Topographic and quantitative evaluation of gentamicin-induced damage to peripheral innervation of mouse cochleae

• A single injection of gentamicin at two doses in combination with 400 mg/kg furosemide resulted in formation of different cochlear lesions.
• Loss of labeling of afferent dendrites occurred earlier than that of efferent axons and the damage was more severe than that to the targeted HCs.
• At the low gentamicin dose, the loss of two types of afferent dendrite was independent of HCs in the cochlear middle turn.
• Loss of labeling of efferent axons occurred later than that of OHCs.
• Loss of two types of SGN occurred later than that of two types of afferent dendrite.

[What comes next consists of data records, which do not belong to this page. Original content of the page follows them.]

//! Naming transforms
//!
//! Derives identifiers, file names and route fragments from a type's base
//! name. Everything here is pure except [`NameSystem::name`] with
//! [`NameForm::Raw`], which records the import it needs in the system's
//! [`ImportTracker`].

pub mod imports;

use std::collections::BTreeMap;
use std::fmt;
use std::str::FromStr;

pub use imports::{normalize_import_line, ImportTracker};

use crate::models::TypeName;
use crate::templates::TemplateError;

/// The naming forms a template may ask for with `key|form`
#[derive(Debug, Clone, Copy, PartialEq, Eq, Hash, PartialOrd, Ord)]
pub enum NameForm {
    /// Capitalized first letter (`KubernetesCluster`)
    Public,
    /// Lowercased first letter (`kubernetesCluster`)
    Private,
    /// Public form, pluralized (`KubernetesClusters`)
    PublicPlural,
    /// Fully lowercased, pluralized (`kubernetesclusters`)
    AllLowercasePlural,
    /// Fully lowercased (`kubernetescluster`)
    LowercaseSingular,
    /// Qualified through the import tracker when foreign (`v1.KubernetesCluster`)
    Raw,
}

impl NameForm {
    /// Every form, in table order
    pub const ALL: [NameForm; 6] = [
        NameForm::Public,
        NameForm::Private,
        NameForm::PublicPlural,
        NameForm::AllLowercasePlural,
        NameForm::LowercaseSingular,
        NameForm::Raw,
    ];

    /// Tag used after `|` in templates
    pub fn tag(&self) -> &'static str {
        match self {
            NameForm::Public => "public",
            NameForm::Private => "private",
            NameForm::PublicPlural => "publicPlural",
            NameForm::AllLowercasePlural => "allLowercasePlural",
            NameForm::LowercaseSingular => "lowercaseSingular",
            NameForm::Raw => "raw",
        }
    }

    /// Look up a form by its template tag
    pub fn from_tag(tag: &str) -> Option<Self> {
        Self::ALL.into_iter().find(|form| form.tag() == tag)
    }

    /// Whether this form needs import tracking
    pub fn requires_imports(&self) -> bool {
        matches!(self, NameForm::Raw)
    }
}

impl fmt::Display for NameForm {
    fn fmt(&self, f: &mut fmt::Formatter<'_>) -> fmt::Result {
        f.write_str(self.tag())
    }
}

impl FromStr for NameForm {
    type Err = TemplateError;

    fn from_str(s: &str) -> Result<Self, Self::Err> {
        Self::from_tag(s.trim()).ok_or_else(|| TemplateError::UnknownForm(s.trim().to_string()))
    }
}

/// Uppercase the first character
pub fn public_name(base: &str) -> String {
    let mut chars = base.chars();
    match chars.next() {
        Some(first) => first.to_uppercase().chain(chars).collect(),
        None => String::new(),
    }
}

/// Lowercase the first character
pub fn private_name(base: &str) -> String {
    let mut chars = base.chars();
    match chars.next() {
        Some(first) => first.to_lowercase().chain(chars).collect(),
        None => String::new(),
    }
}

/// Naive English plural: append `s`
pub fn plural(name: &str) -> String {
    format!("{}s", name)
}

/// Lowercase the whole name
pub fn lowercase_singular(base: &str) -> String {
    base.to_lowercase()
}

/// Applies [`NameForm`]s for one output package
///
/// The local package decides whether a raw name needs qualifying; plural
/// exceptions let callers override the naive pluralization for irregular
/// names (keyed by the public singular).
#[derive(Debug, Clone)]
pub struct NameSystem {
    local_package: String,
    imports: ImportTracker,
    plural_exceptions: BTreeMap<String, String>,
}

impl NameSystem {
    /// Create a name system for code emitted into `local_package`
    pub fn new(local_package: impl Into<String>) -> Self {
        Self {
            local_package: local_package.into(),
            imports: ImportTracker::new(),
            plural_exceptions: BTreeMap::new(),
        }
    }

    /// Override pluralization for specific public names
    pub fn with_plural_exceptions(mut self, exceptions: BTreeMap<String, String>) -> Self {
        self.plural_exceptions = exceptions;
        self
    }

    /// Package the generated code lives in
    pub fn local_package(&self) -> &str {
        &self.local_package
    }

    /// Derive `form` of `name`
    pub fn name(&mut self, name: &TypeName, form: NameForm) -> String {
        match form {
            NameForm::Public => public_name(&name.name),
            NameForm::Private => private_name(&name.name),
            NameForm::PublicPlural => self.public_plural(&name.name),
            NameForm::AllLowercasePlural => self.public_plural(&name.name).to_lowercase(),
            NameForm::LowercaseSingular => lowercase_singular(&name.name),
            NameForm::Raw => self.raw(name),
        }
    }

    fn public_plural(&self, base: &str) -> String {
        let public = public_name(base);
        match self.plural_exceptions.get(&public) {
            Some(irregular) => irregular.clone(),
            None => plural(&public),
        }
    }

    fn raw(&mut self, name: &TypeName) -> String {
        if name.package.is_empty() || name.package == self.local_package {
            return name.name.clone();
        }
        let alias = self.imports.local_name_of(&name.package);
        format!("{}.{}", alias, name.name)
    }

    /// Imports accumulated by raw-name resolution
    pub fn imports(&self) -> &ImportTracker {
        &self.imports
    }
}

Ototoxicity induced by aminoglycoside antibiotics appears to occur both in hair cells (HCs) and the cochlear nerves that innervate them. Although HC loss can be easily quantified, neuronal lesions are difficult to quantify because two types of afferent dendrites and two types of efferent axons are tangled beneath the hair cells. In the present study, ototoxicity was induced by gentamicin in combination with the diuretic agent furosemide. Neuronal lesions were quantified in cochlear whole-mount preparations combined with microsections across the habenular perforate (HP) openings to achieve a clear picture of the topographic relationship between neuronal damage and HC loss. Multiple immunostaining methods were employed to differentiate the two types of afferent dendrites and two types of efferent axons. The results show that co-administration of gentamicin and furosemide resulted in a typical dynamic pattern of HC loss that spread from the basal turn to the outer hair cells to the apex and inner hair cells, depending on the dose and survival time after drug administration. Lesions of the innervation appeared to occur at two stages. At the early stage (2–4 days), the loss of labeling of the two types of afferent dendrites was more obvious than the loss of labeled efferent axons. At the late stage (2–4 weeks), the loss of labeled efferent axons was more rapid. In the high-dose gentamicin group, the loss of outer HCs was congruent with afferent dendrite loss at the early stage and efferent axon loss at the late stage. In the low-dose gentamicin group, the loss of labeling for cochlear innervation was more severe and widespread. Thus, we hypothesize that the gentamicin-induced damage to cochlear innervation occurs independently of hair cell loss.